Saya tidak akan pernah melupakan bagaimana Injil itu datang kepada saya. Melayani sebagai pendeta, saya ingin menyenangkan Allah dan menjangkau orang-orang bagi Dia. Namun demikian, yang saya lakukan adalah sekadar mendapatkan kredit dari-Nya. Tidak ada jaminan bahwa kehidupan saya itu benar di hadapan-Nya.
Suatu hari saya berjalan menyusuri jalan setapak di hutan, membagikan Injil kepada seseorang. Dia menatap saya dengan penuh antusias.
“Dapatkah Allah menerima saya atas semua yang saya lakukan?”
“Oh, ya, ” kata saya dengan yakin, tetapi kelihatannya tidak demikian.
Berulang kali saya meyakinkan dia bahwa semua dosa bisa diampuni. Kami mengucapkan “doa para pendosa.”
Lalu dia menatap saya dan berkata, “Apakah menurut Anda, Allah benar-benar ada di sini?” Saya menjawab, “Tentu saja.” Tepat pada saat itu kilat menyambar, guruh menggelegar, dan hujan lebat membuat kami basah kuyup.
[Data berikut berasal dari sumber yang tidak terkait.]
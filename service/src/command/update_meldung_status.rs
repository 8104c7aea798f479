//! [`Command`] for moving a [`Meldung`] through its workflow.

use common::{
    operations::{
        By, Commit, Insert, Lock, Select, Transact, Transacted, Update,
    },
    Money,
};
use derive_more::{Display, Error, From};
use tracerr::Traced;
use tracing as log;

use crate::{
    domain::{
        meldung::{self, InvalidTransition, Note},
        notification, user, Meldung, Notification,
    },
    infra::{database, Database, Notice},
    read, Service,
};

use super::Command;

/// [`Command`] for changing the [`meldung::Status`] of a [`Meldung`] on
/// behalf of a [`User`].
///
/// A craftsman may only move the [`Meldung`]s assigned to them, and a tenant
/// only the ones they have filed. Entering
/// [`meldung::Status::HandwerkerErledigt`] notifies the owner of the
/// [`Property`] once committed.
///
/// [`Property`]: crate::domain::Property
/// [`User`]: crate::domain::User
#[derive(Clone, Debug)]
pub struct UpdateMeldungStatus {
    /// ID of the [`User`] changing the status.
    ///
    /// [`User`]: crate::domain::User
    pub user_id: user::Id,

    /// [`user::Role`] of the [`User`] changing the status.
    ///
    /// [`User`]: crate::domain::User
    pub role: user::Role,

    /// ID of the [`Meldung`] to change.
    pub meldung_id: meldung::Id,

    /// Desired [`meldung::Status`].
    pub status: meldung::Status,

    /// Remarks appended as a [`Note`] along with the change.
    pub note: Option<meldung::NoteText>,

    /// Actual cost of the repair, reported on completion.
    pub actual_cost: Option<Money>,
}

impl<Db, Bill> Command<UpdateMeldungStatus> for Service<Db, Bill>
where
    Db: Database<
            Select<By<read::meldung::Chain, meldung::Id>>,
            Ok = read::meldung::Chain,
            Err = Traced<database::Error>,
        > + Database<
            Insert<Notification>,
            Ok = (),
            Err = Traced<database::Error>,
        > + Database<Transact, Err = Traced<database::Error>>,
    Transacted<Db>: Database<
            Lock<By<Meldung, meldung::Id>>,
            Ok = (),
            Err = Traced<database::Error>,
        > + Database<
            Select<By<Option<Meldung>, meldung::Id>>,
            Ok = Option<Meldung>,
            Err = Traced<database::Error>,
        > + Database<Update<Meldung>, Ok = (), Err = Traced<database::Error>>
        + Database<Commit, Ok = (), Err = Traced<database::Error>>,
{
    type Ok = Meldung;
    type Err = Traced<ExecutionError>;

    async fn execute(
        &self,
        cmd: UpdateMeldungStatus,
    ) -> Result<Self::Ok, Self::Err> {
        use ExecutionError as E;

        let UpdateMeldungStatus {
            user_id,
            role,
            meldung_id,
            status,
            note,
            actual_cost,
        } = cmd;

        if actual_cost.is_some_and(|c| c.is_negative()) {
            return Err(tracerr::new!(E::NegativeCost));
        }

        let tx = self
            .database()
            .execute(Transact)
            .await
            .map_err(tracerr::map_from_and_wrap!(=> E))?;

        // Avoid concurrent actions upon the same `Meldung`.
        tx.execute(Lock(By::new(meldung_id)))
            .await
            .map_err(tracerr::map_from_and_wrap!(=> E))?;

        let mut meldung = tx
            .execute(Select(By::<Option<Meldung>, _>::new(meldung_id)))
            .await
            .map_err(tracerr::map_from_and_wrap!(=> E))?
            .ok_or(E::MeldungNotExists(meldung_id))
            .map_err(tracerr::wrap!())?;
        let permitted = match role {
            user::Role::Craftsman => meldung.assigned_to == Some(user_id),
            user::Role::Tenant => meldung.reporter_id == user_id,
            user::Role::Landlord => true,
        };
        if !permitted {
            return Err(tracerr::new!(E::Forbidden(meldung_id)));
        }

        let status = meldung
            .status
            .transition(role, status)
            .map_err(tracerr::from_and_wrap!(=> E))?;
        meldung.apply_status(status);
        if let Some(text) = note {
            meldung.add_note(Note::new(text, user_id));
        }
        if actual_cost.is_some() {
            meldung.actual_cost = actual_cost;
        }
        tx.execute(Update(meldung.clone()))
            .await
            .map_err(tracerr::map_from_and_wrap!(=> E))?;

        tx.execute(Commit)
            .await
            .map_err(tracerr::map_from_and_wrap!(=> E))?;

        if status == meldung::Status::HandwerkerErledigt {
            self.notify_owner(&meldung, user_id).await;
        }

        Ok(meldung)
    }
}

impl<Db, Bill> Service<Db, Bill>
where
    Db: Database<
            Select<By<read::meldung::Chain, meldung::Id>>,
            Ok = read::meldung::Chain,
            Err = Traced<database::Error>,
        > + Database<
            Insert<Notification>,
            Ok = (),
            Err = Traced<database::Error>,
        >,
{
    /// Tells the owner of the [`Property`] that the work on the provided
    /// [`Meldung`] is done, by a [`Notification`] on the [`Property`] and a
    /// [`Notice`].
    ///
    /// Never fails, as the [`Meldung`] is changed already.
    ///
    /// [`Property`]: crate::domain::Property
    async fn notify_owner(&self, meldung: &Meldung, craftsman_id: user::Id) {
        let property = match self
            .database()
            .execute(Select(By::<read::meldung::Chain, _>::new(meldung.id)))
            .await
        {
            Ok(chain) => chain.property,
            Err(e) => {
                log::warn!(
                    "failed to resolve owner of `Meldung(id: {})`: {e}",
                    meldung.id,
                );
                return;
            }
        };
        let Some(property) = property else {
            log::warn!("`Meldung(id: {})` has no owner to notify", meldung.id);
            return;
        };

        let message = format!(
            "Der Handwerker hat \"{}\" als erledigt gemeldet.",
            meldung.title,
        );
        let notification = notification::Title::new(DONE_TITLE)
            .zip(notification::Text::new(message.clone()))
            .map(|(title, text)| Notification {
                id: notification::Id::new(),
                property_id: property.id,
                kind: notification::Kind::Maintenance,
                priority: notification::Priority::Medium,
                title,
                message: text,
                creator_id: craftsman_id,
                meldung_id: Some(meldung.id),
                read_by: vec![],
                created_at: notification::CreationDateTime::now(),
            });
        if let Some(notification) = notification {
            let id = notification.id;
            if let Err(e) =
                self.database().execute(Insert(notification)).await
            {
                log::warn!(
                    "failed to store `Notification(id: {id})` about \
                     `Meldung(id: {})`: {e}",
                    meldung.id,
                );
            }
        }

        self.outbox().dispatch(Notice::Report {
            recipient_id: property.owner_id,
            title: DONE_TITLE.into(),
            message,
            meldung_id: meldung.id,
        });
    }
}

/// Title of what the owner is told once the work is done.
const DONE_TITLE: &str = "Meldung erledigt";

/// Error of [`UpdateMeldungStatus`] [`Command`] execution.
#[derive(Debug, Display, Error, From)]
pub enum ExecutionError {
    /// [`Database`] error.
    #[display("`Database` operation failed: {_0}")]
    Db(database::Error),

    /// [`Meldung`] doesn't exist.
    #[display("`Meldung(id: {_0})` does not exist")]
    #[from(ignore)]
    MeldungNotExists(#[error(not(source))] meldung::Id),

    /// [`Meldung`] is neither assigned to nor filed by the craftsman or
    /// tenant.
    #[display("`Meldung(id: {_0})` cannot be changed by the `User`")]
    #[from(ignore)]
    Forbidden(#[error(not(source))] meldung::Id),

    /// Transition is not allowed for the [`user::Role`].
    #[display("{_0}")]
    InvalidTransition(InvalidTransition),

    /// Reported cost is negative.
    #[display("Cost cannot be negative")]
    NegativeCost,
}

#[cfg(test)]
mod spec {
    use common::Money;

    use crate::{
        domain::{meldung, notification, property, unit, user, Meldung},
        infra::Notice,
        spec::{service, TestService},
        task, Command as _,
    };

    use super::{ExecutionError, UpdateMeldungStatus};

    struct Fixture {
        svc: TestService,
        inbox: task::Inbox,
        meldung: Meldung,
        owner: user::Id,
        property: property::Id,
        craftsman: user::Id,
    }

    fn fixture(status: meldung::Status) -> Fixture {
        let (svc, inbox) = service();
        let owner = user::spec::with_role(user::Role::Landlord);
        let property = property::spec::owned_by(owner.id);
        let unit = unit::spec::vacant(property.id);
        let craftsman = user::Id::new();
        let mut meldung = meldung::spec::filed(unit.id, user::Id::new());
        meldung.assigned_to = Some(craftsman);
        meldung.status = status;
        let property_id = property.id;
        svc.database().put(owner.clone());
        svc.database().put(property);
        svc.database().put(unit);
        svc.database().put(meldung.clone());
        Fixture {
            svc,
            inbox,
            meldung,
            owner: owner.id,
            property: property_id,
            craftsman,
        }
    }

    fn update(
        user_id: user::Id,
        role: user::Role,
        meldung: &Meldung,
        status: meldung::Status,
    ) -> UpdateMeldungStatus {
        UpdateMeldungStatus {
            user_id,
            role,
            meldung_id: meldung.id,
            status,
            note: None,
            actual_cost: None,
        }
    }

    #[tokio::test]
    async fn done_work_notifies_owner() {
        let mut f = fixture(meldung::Status::InBearbeitung);
        let mut cmd = update(
            f.craftsman,
            user::Role::Craftsman,
            &f.meldung,
            meldung::Status::HandwerkerErledigt,
        );
        cmd.note = meldung::NoteText::new("Ventil getauscht");
        cmd.actual_cost = Some("120.50EUR".parse::<Money>().unwrap());

        let meldung = f.svc.execute(cmd).await.unwrap();

        assert_eq!(meldung.status, meldung::Status::HandwerkerErledigt);
        assert_eq!(meldung.notes.len(), 1);
        assert_eq!(meldung.notes[0].author_id, f.craftsman);
        assert_eq!(meldung.actual_cost.unwrap().to_string(), "120.5EUR");
        let [Notice::Report {
            recipient_id,
            meldung_id,
            ..
        }] = <[Notice; 1]>::try_from(f.inbox.drain()).unwrap()
        else {
            panic!("expected a single report notice");
        };
        assert_eq!(recipient_id, f.owner);
        assert_eq!(meldung_id, f.meldung.id);

        let stored = f.svc.database().committed().notifications;
        let [notification] = stored.values().collect::<Vec<_>>()[..] else {
            panic!("expected a single stored notification");
        };
        assert_eq!(notification.property_id, f.property);
        assert_eq!(notification.kind, notification::Kind::Maintenance);
        assert_eq!(notification.meldung_id, Some(f.meldung.id));
        assert_eq!(notification.creator_id, f.craftsman);
        assert!(notification.read_by.is_empty());
    }

    #[tokio::test]
    async fn unstored_notification_keeps_transition() {
        let mut f = fixture(meldung::Status::InBearbeitung);
        f.svc.database().fail_on("Insert<Notification>");

        let meldung = f
            .svc
            .execute(update(
                f.craftsman,
                user::Role::Craftsman,
                &f.meldung,
                meldung::Status::HandwerkerErledigt,
            ))
            .await
            .unwrap();

        assert_eq!(meldung.status, meldung::Status::HandwerkerErledigt);
        let state = f.svc.database().committed();
        assert_eq!(state.meldungen[&f.meldung.id], meldung);
        assert!(state.notifications.is_empty());
        assert_eq!(f.inbox.drain().len(), 1);
    }

    #[tokio::test]
    async fn foreign_craftsman_is_forbidden() {
        let f = fixture(meldung::Status::InBearbeitung);

        let err = f
            .svc
            .execute(update(
                user::Id::new(),
                user::Role::Craftsman,
                &f.meldung,
                meldung::Status::HandwerkerErledigt,
            ))
            .await
            .unwrap_err();

        assert!(matches!(err.as_ref(), ExecutionError::Forbidden(_)));
    }

    #[tokio::test]
    async fn craftsman_cannot_skip_steps() {
        let f = fixture(meldung::Status::Offen);

        let err = f
            .svc
            .execute(update(
                f.craftsman,
                user::Role::Craftsman,
                &f.meldung,
                meldung::Status::HandwerkerErledigt,
            ))
            .await
            .unwrap_err();

        assert!(matches!(err.as_ref(), ExecutionError::InvalidTransition(_)));
        let stored = &f.svc.database().committed().meldungen[&f.meldung.id];
        assert_eq!(stored, &f.meldung);
    }

    #[tokio::test]
    async fn tenant_confirms_completion() {
        let mut f = fixture(meldung::Status::HandwerkerErledigt);

        let meldung = f
            .svc
            .execute(update(
                f.meldung.reporter_id,
                user::Role::Tenant,
                &f.meldung,
                meldung::Status::Abgeschlossen,
            ))
            .await
            .unwrap();

        assert_eq!(meldung.status, meldung::Status::Abgeschlossen);
        assert!(meldung.completed_at.is_some());
        assert!(f.inbox.drain().is_empty());
    }

    #[tokio::test]
    async fn landlord_cancels_from_any_state() {
        for from in [meldung::Status::Offen, meldung::Status::Abgeschlossen] {
            let f = fixture(from);

            let meldung = f
                .svc
                .execute(update(
                    f.owner,
                    user::Role::Landlord,
                    &f.meldung,
                    meldung::Status::Storniert,
                ))
                .await
                .unwrap();

            assert_eq!(meldung.status, meldung::Status::Storniert);
        }
    }
}
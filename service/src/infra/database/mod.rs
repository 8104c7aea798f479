//! [`Database`]-related implementations.

#[cfg(test)]
pub(crate) mod memory;
#[cfg(feature = "postgres")]
pub mod postgres;

use derive_more::{Display, Error as StdError, From};

#[cfg(feature = "postgres")]
pub use self::postgres::Postgres;

/// Database operation.
pub use common::Handler as Database;

/// [`Database`] error.
#[derive(Debug, Display, From, StdError)]
pub enum Error {
    #[cfg(feature = "postgres")]
    /// [`Postgres`] error.
    Postgres(postgres::Error),

    #[cfg(test)]
    /// Fault injected into the in-memory [`Database`].
    Memory(memory::Fault),
}
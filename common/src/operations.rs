//! Abstract operations executed by [`Handler`]s.

use std::marker::PhantomData;

use crate::Handler;

/// Operation to insert a new value.
#[derive(Clone, Copy, Debug)]
pub struct Insert<T>(pub T);

/// Operation to update an existing value.
#[derive(Clone, Copy, Debug)]
pub struct Update<T>(pub T);

/// Operation to delete a value.
#[derive(Clone, Copy, Debug)]
pub struct Delete<T>(pub T);

/// Operation to select a value.
#[derive(Clone, Copy, Debug)]
pub struct Select<T>(pub T);

/// Operation to lock a value until the end of the current transaction.
#[derive(Clone, Copy, Debug)]
pub struct Lock<T>(pub T);

/// Operation to start a long-running value.
#[derive(Clone, Copy, Debug)]
pub struct Start<T>(pub T);

/// Operation to perform a single iteration of a value.
#[derive(Clone, Copy, Debug)]
pub struct Perform<T>(pub T);

/// Operation to begin a transaction.
#[derive(Clone, Copy, Debug)]
pub struct Transact;

/// [`Transact`]ed value.
pub type Transacted<T> = <T as Handler<Transact>>::Ok;

/// Operation to commit a transaction.
#[derive(Clone, Copy, Debug)]
pub struct Commit;

/// Selector of `W` by `B`.
#[derive(Clone, Copy, Debug)]
pub struct By<W, B> {
    /// Type of the value to select.
    _what: PhantomData<W>,

    /// Value to select by.
    by: B,
}

impl<W, B> By<W, B> {
    /// Creates a new [`By`] with the given value.
    #[must_use]
    pub fn new(by: B) -> Self {
        Self {
            _what: PhantomData,
            by,
        }
    }

    /// Returns a reference to the inner value.
    #[must_use]
    pub fn as_inner(&self) -> &B {
        &self.by
    }

    /// Consumes this [`By`] and returns the inner value.
    #[must_use]
    pub fn into_inner(self) -> B {
        self.by
    }
}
Dia menatap saya dengan mata bersinar-sinar. “Aku dibaptis sekali lagi!” Dan saya bisa melihat bahwa Injil telah menjangkaunya. Tetapi ketika saya melihat kekuatan Injil di matanya, Allah juga menjamah saya untuk membiarkan diri saya menerima-Nya saat itu. Katanya, kilat tak pernah menyambar tempat yang sama dua kali, tetapi hari itu satu Injil telah menjangkau dua jiwa.

Tuhan, aku perlu tahu bahwa aku berjalan bersama-Mu hari ini. Sentuh hatiku dengan apapun juga yang perlu untuk dibenarkan, apapun yang perlu aku pahami. Aku ingin menjadi tahir di mata-Mu.

Senin, 29 April 2013

30 April



“Maka aku melihat Anak Domba itu membuka yang pertama dari ketujuh meterai itu,Dan aku melihat: sesungguhnya, ADA SEEKOR KUDA PUTIH DAN ORANG YANG MENUNGGANGINYA MEMEGANG SEBUAH PANAH DAN KEPADANYA DIKARUNIAKAN SEBUAH MAHKOTA. LALU IA MAJU SEBAGAI PEMENANG UNTUK MEREBUT KEMENANGAN.” (Wahyu 6:1,2)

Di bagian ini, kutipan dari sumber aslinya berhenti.